The data preprocessing stage involves implementing quality assurance checks, artifact detection, denoising, baseline correction, and data transformation to ensure data quality and consistency for subsequent analysis.
Various machine learning algorithms, such as decision trees, logistic regression, random forest, support vector machines (SVM), and partial least squares discriminant analysis (PLS-DA), are evaluated for their performance in differentiating between infected and non-infected samples.
Preliminary results demonstrate promising accuracy levels when employing these machine learning techniques on the GC-IMS data, highlighting the potential of this approach for infection detection.

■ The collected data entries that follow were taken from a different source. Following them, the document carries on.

use super::{DripOutcome, TopUpOutcome};
use metrics::{Counter, Gauge};
use metrics_derive::Metrics;

/// Metrics for a [`FundingService`](super::FundingService).
#[derive(Metrics)]
#[metrics(scope = "funding")]
pub struct FundingMetrics {
    /// Number of completed relayer top-ups.
    pub topups: Counter,
    /// Number of relayer top-ups still pending after the receipt timeout.
    pub topups_pending: Counter,
    /// Number of skipped relayer top-ups.
    pub topups_skipped: Counter,
    /// Number of failed relayer top-ups.
    pub topups_failed: Counter,
    /// Number of sponsored gas drips.
    pub drips: Counter,
    /// Number of gas drips still pending after the receipt timeout.
    pub drips_pending: Counter,
    /// Number of denied gas drips.
    pub drips_denied: Counter,
    /// Number of failed gas drips.
    pub drips_failed: Counter,
    /// Relayer balance in ether, as of the last balance check.
    pub relayer_balance: Gauge,
    /// Funding wallet balance in ether, as of the last balance check.
    pub funding_balance: Gauge,
}

impl FundingMetrics {
    pub(super) fn record_topup(&self, outcome: &TopUpOutcome) {
        match outcome {
            TopUpOutcome::ToppedUp { .. } => self.topups.increment(1),
            TopUpOutcome::Pending { .. } => self.topups_pending.increment(1),
            TopUpOutcome::Skipped(_) => self.topups_skipped.increment(1),
            TopUpOutcome::FundingWalletInsufficient { .. } | TopUpOutcome::Failed(_) => {
                self.topups_failed.increment(1)
            }
            TopUpOutcome::Queued => {}
        }
    }

    pub(super) fn record_drip(&self, outcome: &DripOutcome) {
        match outcome {
            DripOutcome::Dripped { .. } => self.drips.increment(1),
            DripOutcome::Pending { .. } => self.drips_pending.increment(1),
            DripOutcome::Denied(_) => self.drips_denied.increment(1),
            DripOutcome::Failed(_) => self.drips_failed.increment(1),
            DripOutcome::Queued => {}
        }
    }
}
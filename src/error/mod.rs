//! Relay error types.
use alloy::{
    primitives::U256,
    transports::{RpcError, TransportErrorKind},
};
use alloy_chains::Chain;
use thiserror::Error;

mod bucket;
pub use bucket::{FailureBucket, classify};

mod lock;
pub use lock::LockStoreError;

/// A failure of a relay operation, tagged with the [`FailureBucket`] it falls into.
///
/// The bucket decides whether the relayer and the execution queue retry the operation.
#[derive(Debug, Clone, PartialEq, Eq, Error)]
#[error("{message}")]
pub struct RelayError {
    /// Classification of the failure.
    pub bucket: FailureBucket,
    /// Human readable description of the failure.
    pub message: String,
}

impl RelayError {
    /// Creates a new error in the given bucket.
    pub fn new(bucket: FailureBucket, message: impl Into<String>) -> Self {
        Self { bucket, message: message.into() }
    }

    /// Creates a new error, classifying it by its message.
    pub fn classified(message: impl Into<String>) -> Self {
        let message = message.into();
        Self { bucket: classify(&message), message }
    }

    /// The relayer does not hold enough to cover gas, value and the safety buffer.
    pub fn low_balance(required: U256, balance: U256) -> Self {
        Self::new(
            FailureBucket::RelayerLowBalance,
            format!(
                "relayer balance too low: required {required}, have {balance}, missing {}",
                required.saturating_sub(balance)
            ),
        )
    }

    /// A top-up of the relayer was attempted and did not succeed.
    pub fn topup_failed(reason: impl std::fmt::Display) -> Self {
        Self::new(FailureBucket::RelayerTopupFailed, format!("relayer top-up failed: {reason}"))
    }

    /// The chain has no relay services configured.
    pub fn unsupported_chain(chain: Chain) -> Self {
        Self::new(FailureBucket::Unknown, format!("unsupported chain {chain}"))
    }

    /// Whether the error is worth retrying at all.
    pub fn is_transient(&self) -> bool {
        self.bucket.is_transient()
    }
}

impl From<RpcError<TransportErrorKind>> for RelayError {
    fn from(err: RpcError<TransportErrorKind>) -> Self {
        Self::classified(err.to_string())
    }
}
//! Token catalog for a JavaScript scanner and parser front end.
//!
//! This crate is the shared vocabulary between a scanner, a parser, and an
//! interpreter that reuses part of the code space as opcodes:
//! - [`TokenCode`] and its constants, densely packed in `ERROR..=LAST_TOKEN`
//! - Range markers for bytecode and assignment-operator codes
//! - Canonical names ([`type_to_name`]) and keyword spellings ([`keyword_to_name`])
//! - Mode-bound rendering for diagnostics ([`TokenCatalog`])
//!
//! It does not tokenize source text.
//!
//! # Design Philosophy
//!
//! - **Static tables**: all lookups are `const` data, safe to share across threads
//! - **Structural gaps**: a code without a name is an empty table slot,
//!   reported as [`UnknownToken`]
//! - **No globals**: the naming mode is bound into a [`TokenCatalog`] value

/// Compile-time assertion that a type has a specific size.
macro_rules! static_assert_size {
    ($ty:ty, $size:expr) => {
        const _: [(); $size] = [(); ::std::mem::size_of::<$ty>()];
    };
}

mod catalog;
mod code;
mod comment;
mod error;
pub mod keyword;
mod name;

pub use catalog::{NamingMode, TokenCatalog};
pub use code::TokenCode;
pub use comment::CommentKind;
pub use error::UnknownToken;
pub use keyword::keyword_to_name;
pub use name::type_to_name;

/// Check if a raw integer is a recognized token code.
///
/// This is a range check over `ERROR..=LAST_TOKEN`. The code space is dense,
/// so range membership is equivalent to being assigned a symbolic constant.
#[inline]
pub const fn is_valid_token(code: i32) -> bool {
    TokenCode::from_raw(code).is_valid()
}

// Codes are carried in every token and tree node; keep them word-sized.
static_assert_size!(TokenCode, 4);
static_assert_size!(NamingMode, 1);
static_assert_size!(TokenCatalog, 1);
static_assert_size!(CommentKind, 1);
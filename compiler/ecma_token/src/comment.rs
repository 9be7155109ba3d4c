//! Comment kinds reported by a comment-capturing scanner.

/// The kind of a captured source comment.
///
/// Codes are stable so that comment kinds can travel alongside token codes in
/// a serialized token stream.
#[derive(Copy, Clone, Debug, PartialEq, Eq, Hash)]
#[cfg_attr(feature = "serde", derive(serde::Serialize, serde::Deserialize))]
#[repr(u8)]
pub enum CommentKind {
    /// `// text`
    Line = 0,
    /// `/* text */`
    BlockComment = 1,
    /// `/** text */`
    JsDoc = 2,
    /// `<!-- text` or `--> text` at line start.
    Html = 3,
}

impl CommentKind {
    /// Get the stable numeric code.
    #[inline]
    pub const fn code(self) -> u8 {
        self as u8
    }

    /// Convert a numeric code back to a kind.
    pub const fn from_code(code: u8) -> Option<Self> {
        match code {
            0 => Some(CommentKind::Line),
            1 => Some(CommentKind::BlockComment),
            2 => Some(CommentKind::JsDoc),
            3 => Some(CommentKind::Html),
            _ => None,
        }
    }

    /// Check if this is a documentation comment.
    #[inline]
    pub const fn is_doc(self) -> bool {
        matches!(self, CommentKind::JsDoc)
    }
}

#[cfg(test)]
mod tests;
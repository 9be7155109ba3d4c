use super::*;

#[test]
fn stable_codes() {
    assert_eq!(CommentKind::Line.code(), 0);
    assert_eq!(CommentKind::BlockComment.code(), 1);
    assert_eq!(CommentKind::JsDoc.code(), 2);
    assert_eq!(CommentKind::Html.code(), 3);
}

#[test]
fn from_code() {
    for kind in [
        CommentKind::Line,
        CommentKind::BlockComment,
        CommentKind::JsDoc,
        CommentKind::Html,
    ] {
        assert_eq!(CommentKind::from_code(kind.code()), Some(kind));
    }
    assert_eq!(CommentKind::from_code(4), None);
    assert_eq!(CommentKind::from_code(u8::MAX), None);
}

#[test]
fn only_jsdoc_is_doc() {
    assert!(CommentKind::JsDoc.is_doc());
    assert!(!CommentKind::Line.is_doc());
    assert!(!CommentKind::BlockComment.is_doc());
    assert!(!CommentKind::Html.is_doc());
}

Ongoing efforts are focused on enhancing the effectiveness of the models, investigating techniques to improve their interpretability, and incorporating additional data sources to further support the early detection of diseases.
Stats
The GC-IMS data used in this study consists of 76 pre-processed instances, each represented by a matrix of 4080 x 3150 dimensions, where the X dimension is the Drift Time and the Y dimension is the Retention Time, and the values represent the intensity of the concentration of each compound.
Quotes
"The developing field of enhanced diagnostic techniques in the diagnosis of infectious diseases, constitutes a crucial domain in modern healthcare."
"By utilizing Gas Chromatography-Ion Mobility Spectrometry (GC-IMS) data and incorporating machine learning algorithms into one platform, our research aims to tackle the ongoing issue of precise infection identification."
"Continuing endeavors are currently concentrated on enhancing the effectiveness of the model, investigating techniques to clarify its functioning, and incorporating many types of data to further support the early detection of diseases."